Die wirtschaftliche Krise der Türkei spitzt sich weiter zu. Die Inflationsrate sprang nun über die Marke von 30 Prozent und liegt im Jahresvergleich bei 36,08 Prozent. Seit dem Sommer hat sich die Rate mehr als verdoppelt und ist damit am höchsten Stand seit 2002.
Die wahre Inflation könnte noch höher sein. Schon länger wird vermutet, dass die offiziellen Zahlen des türkischen Statistik-Instituts (TÜIK) nicht den Tatsachen entsprechen könnten. Die unabhängige Untersuchungsgruppe ENAG, ein Zusammenschluss von Experten, kommt etwa auf eine Inflation von 82,81 Prozent. Der Index der Gruppe wird mehrmals am Tag berechnet. Der Untersuchungskorb ähnelt dabei dem des TÜIK, exkludiert aber Waren wie Alkohol oder Bereiche des Bildungs- und Gesundheitswesen, wo die Regierung die Preise kontrollieren kann.
Der mit der Inflation einhergehende rasante Kursverfall der türkischen Lira verteuert zudem die Einfuhren von Gütern in das Land.
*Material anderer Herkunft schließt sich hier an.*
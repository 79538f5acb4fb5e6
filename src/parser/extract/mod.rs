pub mod encounters;
pub mod factions;
pub mod items;
pub mod locations;
pub mod npcs;
pub mod quests;
pub mod reference;
pub mod revelations;

use super::patterns::Patterns;

/// A record built up across an anchor line and its continuation lines.
pub trait Accumulate {
    /// Absorb a continuation line into the open record.
    fn continue_with(&mut self, patterns: &Patterns, line: &str);
}

enum State<T> {
    Idle,
    Accumulating(T),
}

/// Two-state fold over a section's lines. An anchor always moves to
/// `Accumulating`, flushing whatever was open; a non-anchor line either feeds
/// the open record or is dropped while `Idle`.
pub struct Accumulator<T> {
    state: State<T>,
    done: Vec<T>,
}

impl<T: Accumulate> Accumulator<T> {
    pub fn new() -> Self {
        Accumulator {
            state: State::Idle,
            done: Vec::new(),
        }
    }

    pub fn is_open(&self) -> bool {
        matches!(self.state, State::Accumulating(_))
    }

    /// Start a new record, closing the open one first.
    pub fn anchor(&mut self, record: T) {
        if let State::Accumulating(prev) = std::mem::replace(&mut self.state, State::Accumulating(record)) {
            self.done.push(prev);
        }
    }

    /// Feed a continuation line. Returns false if nothing was open.
    pub fn continue_with(&mut self, patterns: &Patterns, line: &str) -> bool {
        match &mut self.state {
            State::Accumulating(record) => {
                record.continue_with(patterns, line);
                true
            }
            State::Idle => false,
        }
    }

    pub fn finish(mut self) -> Vec<T> {
        if let State::Accumulating(last) = self.state {
            self.done.push(last);
        }
        self.done
    }
}

impl<T: Accumulate> Default for Accumulator<T> {
    fn default() -> Self {
        Self::new()
    }
}

/// Space-join a line onto a text field without leading whitespace.
pub fn append_text(field: &mut String, line: &str) {
    let line = line.trim();
    if line.is_empty() {
        return;
    }
    if !field.is_empty() {
        field.push(' ');
    }
    field.push_str(line);
}

/// Drop one leading list marker (`-`, `•`, `*`, `1.`) followed by whitespace.
pub fn strip_list_marker<'a>(patterns: &Patterns, line: &'a str) -> &'a str {
    match patterns.list_marker.find(line) {
        Some(m) => &line[m.end()..],
        None => line,
    }
}

/// `anything - description` split, used by revelations, quests, locations
/// and factions.
pub fn generic_anchor(patterns: &Patterns, line: &str) -> Option<(String, String)> {
    let caps = patterns.generic_anchor.captures(strip_list_marker(patterns, line))?;
    let name = caps[1].trim();
    let description = caps[2].trim();
    if name.is_empty() || description.is_empty() {
        return None;
    }
    Some((name.to_string(), description.to_string()))
}

/// Shared driver for extractors whose only anchor is the generic one.
pub fn extract_generic<T, F>(patterns: &Patterns, lines: &[String], build: F) -> Vec<T>
where
    T: Accumulate,
    F: Fn(&Patterns, String, String) -> T,
{
    let mut acc = Accumulator::new();
    for line in lines {
        let line = line.trim();
        if line.is_empty() {
            continue;
        }
        match generic_anchor(patterns, line) {
            Some((name, description)) => acc.anchor(build(patterns, name, description)),
            None => {
                acc.continue_with(patterns, line);
            }
        }
    }
    acc.finish()
}
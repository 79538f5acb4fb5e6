use crate::parser::model::ReferenceEntry;
use crate::parser::sections::Section;

/// Keep a mechanics or lore section whole.
pub fn extract(section: &Section) -> ReferenceEntry {
    ReferenceEntry {
        title: section.header.clone(),
        content: section.text(),
    }
}

#[cfg(test)]
mod tests {
    use super::*;
    use crate::parser::sections::Category;

    #[test]
    fn reference_keeps_lines() {
        let section = Section {
            header: "house rules".into(),
            content: vec!["Crits explode.".into(), "Flanking gives +2.".into()],
            category: Category::Mechanics,
        };
        let entry = extract(&section);
        assert_eq!(entry.title, "house rules");
        assert_eq!(entry.content, "Crits explode.\nFlanking gives +2.");
    }
}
Hinzu kommen vergleichsweise hohe Rohstoffpreise auf dem Weltmarkt. Allein von November auf Dezember betrug die Teuerungsrate 13,6 Prozent. Betroffen davon sind auch die Energiepreise. Die Strompreise für Haushalte wurden um 50 Prozent und für verbrauchsstarke Unternehmen sogar um mehr als 100 Prozent erhöht. Auch die Gaspreise steigen weiter, wie der staatliche Versorger BOTAS mitteilte. Haushalte zahlen im Jänner 25 Prozent mehr, Unternehmen 50 Prozent mehr.
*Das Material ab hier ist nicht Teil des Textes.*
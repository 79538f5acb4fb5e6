use tracing::debug;

use super::extract::{encounters, items, npcs};
use super::model::ParseResult;
use super::patterns::Patterns;
use super::sections::Section;

const MIN_NOTE_CHARS: usize = 20;

/// What an unlabeled block was taken to be.
#[derive(Debug, Clone, Copy, PartialEq, Eq)]
pub enum Guess {
    Npcs,
    Encounters,
    Items,
    Note,
    Discard,
}

/// Content sniffing for a block whose header matched no category. The
/// sniffs are tried in fixed order and only the first hit runs.
pub fn guess(patterns: &Patterns, text: &str) -> Guess {
    if looks_like_npcs(patterns, text) {
        Guess::Npcs
    } else if looks_like_encounters(patterns, text) {
        Guess::Encounters
    } else if looks_like_items(patterns, text) {
        Guess::Items
    } else if text.trim().chars().count() > MIN_NOTE_CHARS {
        Guess::Note
    } else {
        Guess::Discard
    }
}

pub fn looks_like_npcs(patterns: &Patterns, text: &str) -> bool {
    patterns.two_word_name.is_match(text) && patterns.npc_role_words.is_match(text)
}

pub fn looks_like_encounters(patterns: &Patterns, text: &str) -> bool {
    patterns.encounter_words.is_match(text)
}

pub fn looks_like_items(patterns: &Patterns, text: &str) -> bool {
    patterns.item_words.is_match(text) || patterns.item_value.is_match(text)
}

pub fn apply(patterns: &Patterns, section: &Section, result: &mut ParseResult) {
    let text = section.text();
    let guess = guess(patterns, &text);
    debug!("Unlabeled section {:?} read as {:?}", section.header, guess);

    match guess {
        Guess::Npcs => result.npcs.extend(npcs::extract(patterns, &section.content)),
        Guess::Encounters => result
            .encounters
            .extend(encounters::extract(patterns, &section.content)),
        Guess::Items => result.items.extend(items::extract(patterns, &section.content)),
        Guess::Note => result.notes.push(text),
        Guess::Discard => {}
    }
}

#[cfg(test)]
mod tests {
    use super::*;
    use crate::parser::sections::Category;

    fn p() -> &'static Patterns {
        Patterns::global()
    }

    fn section(text: &str) -> Section {
        Section {
            header: String::new(),
            content: text.lines().map(String::from).collect(),
            category: Category::Unknown,
        }
    }

    #[test]
    fn npc_sniff_needs_name_and_role() {
        assert_eq!(guess(p(), "Captain Mara Holt - commands the watch"), Guess::Npcs);
        assert_ne!(guess(p(), "Mara Holt runs the docks"), Guess::Npcs);
        assert_ne!(guess(p(), "the captain is drunk again tonight"), Guess::Npcs);
    }

    #[test]
    fn priority_npc_over_encounter_over_item() {
        // matches all three sniffs
        let text = "Sir Aldric the noble guard swings his sword in combat";
        assert_eq!(guess(p(), text), Guess::Npcs);
        assert_eq!(guess(p(), "a fight breaks out over the gold"), Guess::Encounters);
        assert_eq!(guess(p(), "a chest with 50gp inside"), Guess::Items);
    }

    #[test]
    fn note_or_discard_by_length() {
        assert_eq!(guess(p(), "The weather turns cold as winter comes."), Guess::Note);
        assert_eq!(guess(p(), "short aside"), Guess::Discard);
        assert_eq!(guess(p(), "exactly twenty chars"), Guess::Discard);
    }

    #[test]
    fn unlabeled_items_block() {
        let mut result = ParseResult::default();
        apply(p(), &section("Random unlabeled text about a sword and 50 gold"), &mut result);
        assert_eq!(result.items.len(), 1);
        assert_eq!(result.items[0].name, "Random unlabeled text about a sword and 50 gold");
        assert!(result.notes.is_empty());
    }

    #[test]
    fn unlabeled_note_kept_verbatim() {
        let mut result = ParseResult::default();
        apply(p(), &section("Session zero went long.\nEveryone wants a boat."), &mut result);
        assert_eq!(result.notes, vec!["Session zero went long.\nEveryone wants a boat.".to_string()]);
    }
}
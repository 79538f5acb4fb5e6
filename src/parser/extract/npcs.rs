use super::{append_text, strip_list_marker, Accumulate, Accumulator};
use crate::parser::model::Npc;
use crate::parser::patterns::Patterns;

const MAX_ROLE_CHARS: usize = 50;

pub fn extract(patterns: &Patterns, lines: &[String]) -> Vec<Npc> {
    let mut acc = Accumulator::new();
    for line in lines {
        let line = line.trim();
        if line.is_empty() {
            continue;
        }
        match anchor(patterns, line) {
            Some(npc) => acc.anchor(npc),
            None => {
                acc.continue_with(patterns, line);
            }
        }
    }
    acc.finish()
}

/// `Name - description` or `**Name** - description`, optionally bulleted.
pub fn anchor(patterns: &Patterns, line: &str) -> Option<Npc> {
    let body = strip_list_marker(patterns, line);
    let caps = patterns
        .npc_name_anchor
        .captures(body)
        .or_else(|| patterns.npc_bold_anchor.captures(body))?;
    let name = caps[1].trim();
    let rest = caps[2].trim();
    if name.is_empty() || rest.is_empty() {
        return None;
    }

    let (lead, secret) = split_secret(patterns, rest);
    let role = lead.and_then(|l| infer_role(patterns, l));
    let description = lead.unwrap_or(rest).to_string();
    Some(Npc {
        name: name.to_string(),
        description,
        role,
        secret,
        catchphrase: None,
    })
}

/// Leading clause up to the first `.` or `,`, when it is short enough to
/// read as a role.
pub fn infer_role(patterns: &Patterns, description: &str) -> Option<String> {
    let caps = patterns.npc_role.captures(description)?;
    let clause = &caps[1];
    if clause.chars().count() < MAX_ROLE_CHARS {
        Some(clause.trim().to_string()).filter(|r| !r.is_empty())
    } else {
        None
    }
}

/// Separate an inline `secret: ...` clause from the text leading up to it.
/// The lead is `None` when the clause opens the text.
fn split_secret<'a>(patterns: &Patterns, text: &'a str) -> (Option<&'a str>, Option<String>) {
    let Some(caps) = patterns.npc_secret.captures(text) else {
        return (Some(text), None);
    };
    let secret = caps[1].trim().to_string();
    let start = caps.get(0).map(|m| m.start()).unwrap_or(0);
    let lead = text[..start].trim();
    (Some(lead).filter(|l| !l.is_empty()), Some(secret))
}

pub fn match_secret(patterns: &Patterns, line: &str) -> Option<String> {
    patterns
        .npc_secret
        .captures(line)
        .map(|c| c[1].trim().to_string())
        .filter(|s| !s.is_empty())
}

pub fn match_catchphrase(patterns: &Patterns, line: &str) -> Option<String> {
    let caps = patterns.npc_catchphrase.captures(line)?;
    caps.get(1)
        .or_else(|| caps.get(2))
        .map(|m| m.as_str().trim().to_string())
        .filter(|s| !s.is_empty())
}

impl Accumulate for Npc {
    fn continue_with(&mut self, patterns: &Patterns, line: &str) {
        if let Some(secret) = match_secret(patterns, line) {
            self.secret = Some(secret);
        } else if let Some(phrase) = match_catchphrase(patterns, line) {
            self.catchphrase = Some(phrase);
        } else {
            append_text(&mut self.description, line);
        }
    }
}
Hintergrund der Krise ist nach Ansicht von Kritikern vor allem die Einmischung von Präsident Recep Tayyip Erdoğan in die Geldpolitik der Notenbank. Erdoğan drängt immer wieder auf niedrige Zinsen und vertritt entgegen gängiger volkswirtschaftlicher Lehre die Ansicht, hohe Zinsen förderten die Inflation. Kürzlich verteidigte der Präsident erneut seine Niedrigzinspolitik und begründete diese unter anderem mit dem Koran. Er forderte seine Landsleute zudem dazu auf, ihre Goldersparnisse in Lira einzutauschen. Das Vertrauen der Bevölkerung in den Lira ist aber gering. Viele ziehen es vor, ihre Lira in Dollar oder Euro zu wechseln, bevor diese noch mehr an Wert verlieren.
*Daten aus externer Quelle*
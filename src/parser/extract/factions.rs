use super::{append_text, extract_generic, Accumulate};
use crate::parser::model::Faction;
use crate::parser::patterns::Patterns;

/// Reputation starts at zero and is never read from the text.
pub fn extract(patterns: &Patterns, lines: &[String]) -> Vec<Faction> {
    extract_generic(patterns, lines, |_, name, description| Faction {
        name,
        description,
        reputation: 0,
    })
}

impl Accumulate for Faction {
    fn continue_with(&mut self, _: &Patterns, line: &str) {
        append_text(&mut self.description, line);
    }
}
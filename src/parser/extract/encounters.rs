use super::{append_text, generic_anchor, strip_list_marker, Accumulate, Accumulator};
use crate::parser::model::{Encounter, EncounterType};
use crate::parser::patterns::Patterns;

/// Anchors are tried per line in priority order: challenge rating, typed
/// tag, then the loose `Name - description` shape, which only opens a new
/// encounter when none is open.
pub fn extract(patterns: &Patterns, lines: &[String]) -> Vec<Encounter> {
    let mut acc = Accumulator::new();
    for line in lines {
        let line = line.trim();
        if line.is_empty() {
            continue;
        }
        if let Some(enc) = rated_anchor(patterns, line).or_else(|| typed_anchor(patterns, line)) {
            acc.anchor(enc);
            continue;
        }
        if !acc.is_open() {
            if let Some(enc) = loose_anchor(patterns, line) {
                acc.anchor(enc);
                continue;
            }
        }
        acc.continue_with(patterns, line);
    }
    acc.finish()
}

/// `Name - CR <n> [description]`, the description optionally led by `-`,
/// `,`, `:` or `;`.
pub fn rated_anchor(patterns: &Patterns, line: &str) -> Option<Encounter> {
    let caps = patterns.encounter_cr.captures(strip_list_marker(patterns, line))?;
    let name = caps[1].trim();
    if name.is_empty() {
        return None;
    }
    Some(Encounter {
        name: name.to_string(),
        description: trailing(caps.get(3)),
        kind: EncounterType::Combat,
        cr: Some(caps[2].to_string()),
    })
}

/// `Name - Combat|Social|Puzzle|Exploration [description]`
pub fn typed_anchor(patterns: &Patterns, line: &str) -> Option<Encounter> {
    let caps = patterns.encounter_typed.captures(strip_list_marker(patterns, line))?;
    let name = caps[1].trim();
    if name.is_empty() {
        return None;
    }
    Some(Encounter {
        name: name.to_string(),
        description: trailing(caps.get(3)),
        kind: EncounterType::from_tag(&caps[2]).unwrap_or(EncounterType::Unknown),
        cr: None,
    })
}

/// `Name - description`, with a `CR <n>` token in the description promoting
/// it to a rated combat encounter.
pub fn loose_anchor(patterns: &Patterns, line: &str) -> Option<Encounter> {
    let (name, description) = generic_anchor(patterns, line)?;
    let cr = patterns
        .embedded_cr
        .captures(&description)
        .map(|c| c[1].to_string());
    let kind = if cr.is_some() {
        EncounterType::Combat
    } else {
        EncounterType::Unknown
    };
    Some(Encounter {
        name,
        description,
        kind,
        cr,
    })
}

/// Anchor-line text after the rating or tag, minus leading separators.
fn trailing(m: Option<regex::Match<'_>>) -> String {
    m.map(|m| {
        m.as_str()
            .trim_start_matches(|c: char| c.is_whitespace() || "-,:;.".contains(c))
            .trim_end()
            .to_string()
    })
    .unwrap_or_default()
}

impl Accumulate for Encounter {
    fn continue_with(&mut self, _: &Patterns, line: &str) {
        append_text(&mut self.description, line);
    }
}

#[cfg(test)]
mod tests {
    use super::*;

    fn run(text: &str) -> Vec<Encounter> {
        let lines: Vec<String> = text.lines().map(String::from).collect();
        extract(Patterns::global(), &lines)
    }

    #[test]
    fn rated_encounter() {
        let e = run("Goblin Ambush - CR 2\nSix goblins hide in the reeds.");
        assert_eq!(e.len(), 1);
        assert_eq!(e[0].name, "Goblin Ambush");
        assert_eq!(e[0].cr.as_deref(), Some("2"));
        assert_eq!(e[0].kind, EncounterType::Combat);
        assert_eq!(e[0].description, "Six goblins hide in the reeds.");
    }

    #[test]
    fn rated_with_trailing_description() {
        let e = run("Bridge Trolls - Challenge Rating 5 - Two trolls demand a toll");
        assert_eq!(e[0].cr.as_deref(), Some("5"));
        assert_eq!(e[0].description, "Two trolls demand a toll");
    }

    #[test]
    fn comma_led_tail_kept() {
        let e = run("Bridge - Combat, two trolls block the way\nGoblins - CR 2, six of them in the reeds");
        assert_eq!(e.len(), 2);
        assert_eq!(e[0].kind, EncounterType::Combat);
        assert_eq!(e[0].description, "two trolls block the way");
        assert_eq!(e[1].cr.as_deref(), Some("2"));
        assert_eq!(e[1].description, "six of them in the reeds");
    }

    #[test]
    fn space_led_tail_kept() {
        let e = run("Bargain with Hesk - Social encounter with the scout\nVault - CR 12 golem guards the door");
        assert_eq!(e[0].kind, EncounterType::Social);
        assert_eq!(e[0].description, "encounter with the scout");
        assert_eq!(e[1].cr.as_deref(), Some("12"));
        assert_eq!(e[1].description, "golem guards the door");
    }

    #[test]
    fn bare_tag_keeps_empty_description() {
        let e = run("Riddle Door - Puzzle.");
        assert_eq!(e[0].kind, EncounterType::Puzzle);
        assert_eq!(e[0].description, "");
    }

    #[test]
    fn fractional_cr() {
        let e = run("Rats - CR 1/4");
        assert_eq!(e[0].cr.as_deref(), Some("1/4"));
    }

    #[test]
    fn typed_tags() {
        let e = run("The Masked Ball - social\nDance with the duke.\nRiddle Door - Puzzle");
        assert_eq!(e.len(), 2);
        assert_eq!(e[0].kind, EncounterType::Social);
        assert_eq!(e[0].cr, None);
        assert_eq!(e[0].description, "Dance with the duke.");
        assert_eq!(e[1].kind, EncounterType::Puzzle);
        assert_eq!(e[1].description, "");
    }

    #[test]
    fn loose_anchor_only_when_idle() {
        let e = run(
            "Dock Brawl - sailors pick a fight, CR 1\n\
             Harbor guards - arrive after three rounds\n\
             Sewer Chase - Exploration",
        );
        assert_eq!(e.len(), 2);
        assert_eq!(e[0].name, "Dock Brawl");
        assert_eq!(e[0].cr.as_deref(), Some("1"));
        assert_eq!(e[0].kind, EncounterType::Combat);
        assert_eq!(
            e[0].description,
            "sailors pick a fight, CR 1 Harbor guards - arrive after three rounds"
        );
        assert_eq!(e[1].name, "Sewer Chase");
        assert_eq!(e[1].kind, EncounterType::Exploration);
    }

    #[test]
    fn loose_without_cr_is_unknown() {
        let e = run("Strange Lights - something glows in the marsh");
        assert_eq!(e[0].kind, EncounterType::Unknown);
        assert_eq!(e[0].cr, None);
    }

    #[test]
    fn unanchored_lines_dropped_while_idle() {
        assert!(run("no dash on this line\nnor this").is_empty());
    }

    #[test]
    fn combatants_is_not_a_tag() {
        let e = run("Arena - Combatants circle each other");
        assert_eq!(e[0].kind, EncounterType::Unknown);
        assert_eq!(e[0].description, "Combatants circle each other");
    }
}
use super::patterns::Patterns;

/// Canonicalize line endings, dash variants and blank-line runs. Every
/// downstream pattern assumes LF endings and hyphen-minus dashes.
pub fn normalize(patterns: &Patterns, text: &str) -> String {
    let text = text.replace("\r\n", "\n");
    let text = patterns.dash_variants.replace_all(&text, "-");
    patterns.blank_runs.replace_all(&text, "\n\n").into_owned()
}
Von der Opposition hangelt es Kritik. Oppositionsführer Kemal Kilicdaroglu schrieb auf Twitter, Erdoğan habe mit der Erhöhung der Energiepreise jede Hoffnung im neuen Jahr erstickt. Der ehemalige Zentralbankchef und Abgeordnete der Iyi-Partei, Durmus Yilmaz, warf der Regierung vor, die Bürger in „tiefe Armut“ zu treiben. Gegen Kritiker geht die Regierung hart vor. Mehreren Menschen drohen etwa wegen kritischer Tweets zur Lira-Krise Strafen. Zwei YouTuber, die unter anderem für ihre Straßenumfragen zur Wirtschaftspolitik bekannt sind, wurden erst kürzlich unter Hausarrest gestellt.
Umfrage-Debakel
Erdoğans Beliebtheit dürfte weder der Umgang mit der Kritik noch seine „religiöse“ Geldpolitik helfen. Im Land kommt es seit Wochen immer wieder zu Protesten. Auch stürzte Erdoğans Regierungspartei, die AKP, bei Umfragen zum ersten Mal seitdem sie an der Macht ist, an die zweite Stelle.